Your answer must be every line of the data that contains "LayoutGraph".

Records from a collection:
....

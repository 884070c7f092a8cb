//! Turns a [`Graph`] into a render graph ready for layout.
//!
//! The [`NodeTransformer`] assigns every node its render dimensions and merges
//! the edges coming from layer relationships and cross-layer links, keeping at
//! most one edge per id.

mod dimensions;
mod edges;

pub use dimensions::{
    DEFAULT_NODE_SIZE, LIST_HEADER_HEIGHT, LIST_ITEM_HEIGHT, LIST_NODE_WIDTH, dimensions_for,
};
pub use edges::{EdgeCollision, EdgeSource, RenderEdge, add_edge_if_unique};

use std::collections::{HashMap, HashSet};

use log::{debug, warn};
use serde::Serialize;

use stratum_core::{
    diagnostic::{Diagnostic, ErrorCode},
    geometry::{Point, Size},
};

use crate::{
    graph::{Graph, GraphNode},
    layout::{LayoutEdge, LayoutGraph, LayoutNode, LayoutResult},
};

/// Node of the render graph.
#[derive(Debug, Clone, PartialEq, Serialize)]
#[serde(rename_all = "camelCase")]
pub struct RenderNode {
    pub id: String,
    pub name: String,
    #[serde(rename = "type")]
    pub type_tag: String,
    pub layer_id: String,
    #[serde(skip_serializing_if = "Option::is_none")]
    pub parent_id: Option<String>,
    pub hierarchy_level: usize,
    pub size: Size,
    /// Center of the node. Filled in once a layout has been applied.
    #[serde(skip_serializing_if = "Option::is_none")]
    pub position: Option<Point>,
}

impl RenderNode {
    fn from_graph_node(node: &GraphNode) -> Self {
        Self {
            id: node.id().to_string(),
            name: node.element.name.clone(),
            type_tag: node.type_tag().to_string(),
            layer_id: node.layer_id().to_string(),
            parent_id: node.parent_id.clone(),
            hierarchy_level: node.hierarchy_level,
            size: node.dimensions,
            position: None,
        }
    }
}

/// Nodes and deduplicated edges handed to the rendering layer.
#[derive(Debug, Clone, Default, PartialEq, Serialize)]
pub struct RenderGraph {
    pub nodes: Vec<RenderNode>,
    pub edges: Vec<RenderEdge>,
}

impl RenderGraph {
    /// Abstract node and edge set for a layout engine.
    pub fn to_layout_graph(&self) -> LayoutGraph {
        LayoutGraph {
            nodes: self
                .nodes
                .iter()
                .map(|node| LayoutNode {
                    id: node.id.clone(),
                    size: node.size,
                    parent_id: node.parent_id.clone(),
                })
                .collect(),
            edges: self
                .edges
                .iter()
                .map(|edge| LayoutEdge::new(&edge.id, &edge.source_id, &edge.target_id))
                .collect(),
        }
    }

    /// Copies positions and routing points from `layout` onto the render graph.
    pub fn apply_layout(&mut self, layout: &LayoutResult) {
        let positions: HashMap<&str, Point> = layout
            .nodes
            .iter()
            .map(|node| (node.id.as_str(), node.position))
            .collect();
        for node in &mut self.nodes {
            node.position = positions.get(node.id.as_str()).copied();
        }

        let routes: HashMap<&str, &Option<Vec<Point>>> = layout
            .edges
            .iter()
            .map(|edge| (edge.id.as_str(), &edge.routing_points))
            .collect();
        for edge in &mut self.edges {
            edge.routing_points = routes.get(edge.id.as_str()).and_then(|points| (*points).clone());
        }
    }
}

/// Dimensions nodes and merges edges into a [`RenderGraph`].
#[derive(Debug, Default)]
pub struct NodeTransformer {
    warned_types: HashSet<String>,
    collisions: Vec<EdgeCollision>,
    warnings: Vec<Diagnostic>,
}

impl NodeTransformer {
    pub fn new() -> Self {
        Self::default()
    }

    /// Sets `dimensions` on every node.
    ///
    /// An explicit `visual.size` wins over the kind table. Kinds without an
    /// entry get [`DEFAULT_NODE_SIZE`] and one warning per type tag per call.
    pub fn precalculate_dimensions<'a>(&mut self, nodes: impl IntoIterator<Item = &'a mut GraphNode>) {
        self.warned_types.clear();
        for node in nodes {
            node.dimensions = match (node.element.visual.size, dimensions_for(node.kind())) {
                (Some(size), _) if size.width() > 0.0 && size.height() > 0.0 => size,
                (_, Some(size)) => size,
                (_, None) => {
                    self.warn_unknown_type(node.type_tag());
                    DEFAULT_NODE_SIZE
                }
            };
        }
    }

    /// Builds the render graph for `graph`, dimensioning its nodes first.
    ///
    /// Edges are merged in two passes: edges within one layer, then
    /// cross-layer links. Edges between layers are represented by their link
    /// only.
    pub fn transform(&mut self, graph: &mut Graph) -> RenderGraph {
        self.precalculate_dimensions(graph.nodes.values_mut());

        let nodes = graph.nodes.values().map(RenderNode::from_graph_node).collect();

        let mut edges = Vec::with_capacity(graph.edges.len() + graph.cross_layer_links.len());
        let mut seen = HashMap::new();

        for edge in graph.edges.values().filter(|edge| !edge.is_cross_layer()) {
            let render_edge =
                RenderEdge::new(edge.id(), edge.source_id(), edge.target_id(), edge.type_tag());
            self.merge(render_edge, &mut edges, &mut seen, EdgeSource::LayerRelationship);
        }
        for link in &graph.cross_layer_links {
            let mut render_edge = RenderEdge::new(
                &link.id,
                &link.source_id,
                &link.target_id,
                &link.relationship_type,
            );
            render_edge.bundled_count = link.bundled_count;
            self.merge(render_edge, &mut edges, &mut seen, EdgeSource::CrossLayerLink);
        }

        debug!(
            nodes = graph.nodes.len(),
            edges = edges.len(),
            collisions = self.collisions.len();
            "Render graph built"
        );

        RenderGraph { nodes, edges }
    }

    /// Edge-id collisions seen so far.
    pub fn collisions(&self) -> &[EdgeCollision] {
        &self.collisions
    }

    pub fn warnings(&self) -> &[Diagnostic] {
        &self.warnings
    }

    pub fn take_warnings(&mut self) -> Vec<Diagnostic> {
        std::mem::take(&mut self.warnings)
    }

    fn merge(
        &mut self,
        edge: RenderEdge,
        edges: &mut Vec<RenderEdge>,
        seen: &mut HashMap<String, EdgeSource>,
        source: EdgeSource,
    ) {
        if let Some(collision) = add_edge_if_unique(edge, edges, seen, source) {
            self.warnings.push(collision.to_diagnostic());
            self.collisions.push(collision);
        }
    }

    fn warn_unknown_type(&mut self, type_tag: &str) {
        if !self.warned_types.insert(type_tag.to_string()) {
            return;
        }
        warn!(type_tag = type_tag; "Unknown node type, using default dimensions");
        self.warnings.push(
            Diagnostic::warning(format!(
                "unknown node type `{type_tag}`; default dimensions {}x{} used",
                DEFAULT_NODE_SIZE.width(),
                DEFAULT_NODE_SIZE.height()
            ))
            .with_code(ErrorCode::W400)
            .with_subject(type_tag.to_string()),
        );
    }
}

#[cfg(test)]
mod tests {
    use float_cmp::assert_approx_eq;
    use stratum_core::model::{Element, ElementKind, Layer, MetaModel, Relationship, RelationshipKind};

    use super::*;
    use crate::{graph::GraphBuilder, resolve::CrossLayerReferenceResolver};

    fn graph_with(elements: Vec<Element>, relationships: Vec<Relationship>) -> Graph {
        GraphBuilder::default().build_graph(&elements, &relationships)
    }

    #[test]
    fn test_unknown_types_warn_once_per_type() {
        let mut graph = graph_with(
            vec![
                Element::new("w1", ElementKind::Other("widget".to_string()), "Ux"),
                Element::new("w2", ElementKind::Other("widget".to_string()), "Ux"),
                Element::new("g1", ElementKind::Other("gadget".to_string()), "Ux"),
                Element::new("v1", ElementKind::View, "Ux"),
            ],
            vec![],
        );

        let mut transformer = NodeTransformer::new();
        transformer.precalculate_dimensions(graph.nodes.values_mut());

        assert_eq!(transformer.warnings().len(), 2);
        assert!(transformer.warnings()[0].message().contains("widget"));
        assert_eq!(graph.nodes["w2"].dimensions, DEFAULT_NODE_SIZE);
        assert_approx_eq!(f32, graph.nodes["v1"].dimensions.width(), 200.0);
    }

    #[test]
    fn test_reused_transformer_warns_each_run() {
        let mut graph = graph_with(
            vec![Element::new("w1", ElementKind::Other("widget".to_string()), "Ux")],
            vec![],
        );

        let mut transformer = NodeTransformer::new();
        transformer.transform(&mut graph);
        let first = transformer.take_warnings();
        transformer.transform(&mut graph);
        let second = transformer.take_warnings();

        assert_eq!(first.len(), 1);
        assert_eq!(second, first);
    }

    #[test]
    fn test_visual_size_wins() {
        let mut element = Element::new("c", ElementKind::Component, "Application");
        element.visual.size = Some(Size::new(300.0, 50.0));
        let mut graph = graph_with(vec![element], vec![]);

        NodeTransformer::new().precalculate_dimensions(graph.nodes.values_mut());

        assert_eq!(graph.nodes["c"].dimensions, Size::new(300.0, 50.0));
    }

    #[test]
    fn test_transform_merges_direct_edges_and_links() {
        let mut business = Layer::new("Business");
        business.elements = vec![
            Element::new("svc", ElementKind::Service, "Business"),
            Element::new("proc", ElementKind::Process, "Business"),
        ];
        business.relationships = vec![Relationship::new(
            "dup",
            RelationshipKind::Serving,
            "svc",
            "proc",
        )];
        let mut application = Layer::new("Application");
        application.elements = vec![Element::new("app", ElementKind::Component, "Application")];
        let mut model = MetaModel::new().with_layer(business).with_layer(application);
        model.references = vec![
            Relationship::new("dup", RelationshipKind::Realization, "app", "svc"),
            Relationship::new("real", RelationshipKind::Realization, "app", "proc"),
        ];

        let graph = GraphBuilder::default().build_from_model(&model);
        let mut graph = CrossLayerReferenceResolver::new().resolve_all_links(graph, &model);

        let mut transformer = NodeTransformer::new();
        let render = transformer.transform(&mut graph);

        let ids: Vec<_> = render.edges.iter().map(|e| e.id.as_str()).collect();
        assert_eq!(ids, vec!["dup", "real"]);
        assert_eq!(render.edges[0].source, EdgeSource::LayerRelationship);
        assert_eq!(render.edges[1].source, EdgeSource::CrossLayerLink);
        assert_eq!(transformer.collisions().len(), 1);
        assert_eq!(transformer.warnings()[0].code(), Some(ErrorCode::W401));
        assert_eq!(render.nodes.len(), 3);
        assert!(render.nodes.iter().all(|n| n.size.width() > 0.0));
    }

    #[test]
    fn test_to_layout_graph_and_apply_layout() {
        let mut graph = graph_with(
            vec![
                Element::new("a", ElementKind::Service, "Business"),
                Element::new("b", ElementKind::Service, "Business"),
            ],
            vec![Relationship::new("r", RelationshipKind::Serving, "a", "b")],
        );
        let mut render = NodeTransformer::new().transform(&mut graph);

        let layout_graph = render.to_layout_graph();
        assert_eq!(layout_graph.nodes.len(), 2);
        assert_eq!(layout_graph.edges[0].source_id, "a");

        let layout = LayoutResult {
            nodes: vec![
                crate::layout::NodePosition::new("a", Point::new(1.0, 2.0)),
                crate::layout::NodePosition::new("b", Point::new(3.0, 4.0)),
            ],
            edges: vec![crate::layout::EdgeRoute::new("r", Some(vec![Point::new(2.0, 3.0)]))],
        };
        render.apply_layout(&layout);

        assert_eq!(render.nodes[1].position, Some(Point::new(3.0, 4.0)));
        assert_eq!(render.edges[0].routing_points.as_ref().map(Vec::len), Some(1));
    }
}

....

RESPONSE TO THIS TASK:
    layout::{LayoutEdge, LayoutGraph, LayoutNode, LayoutResult},
    pub fn to_layout_graph(&self) -> LayoutGraph {
        LayoutGraph {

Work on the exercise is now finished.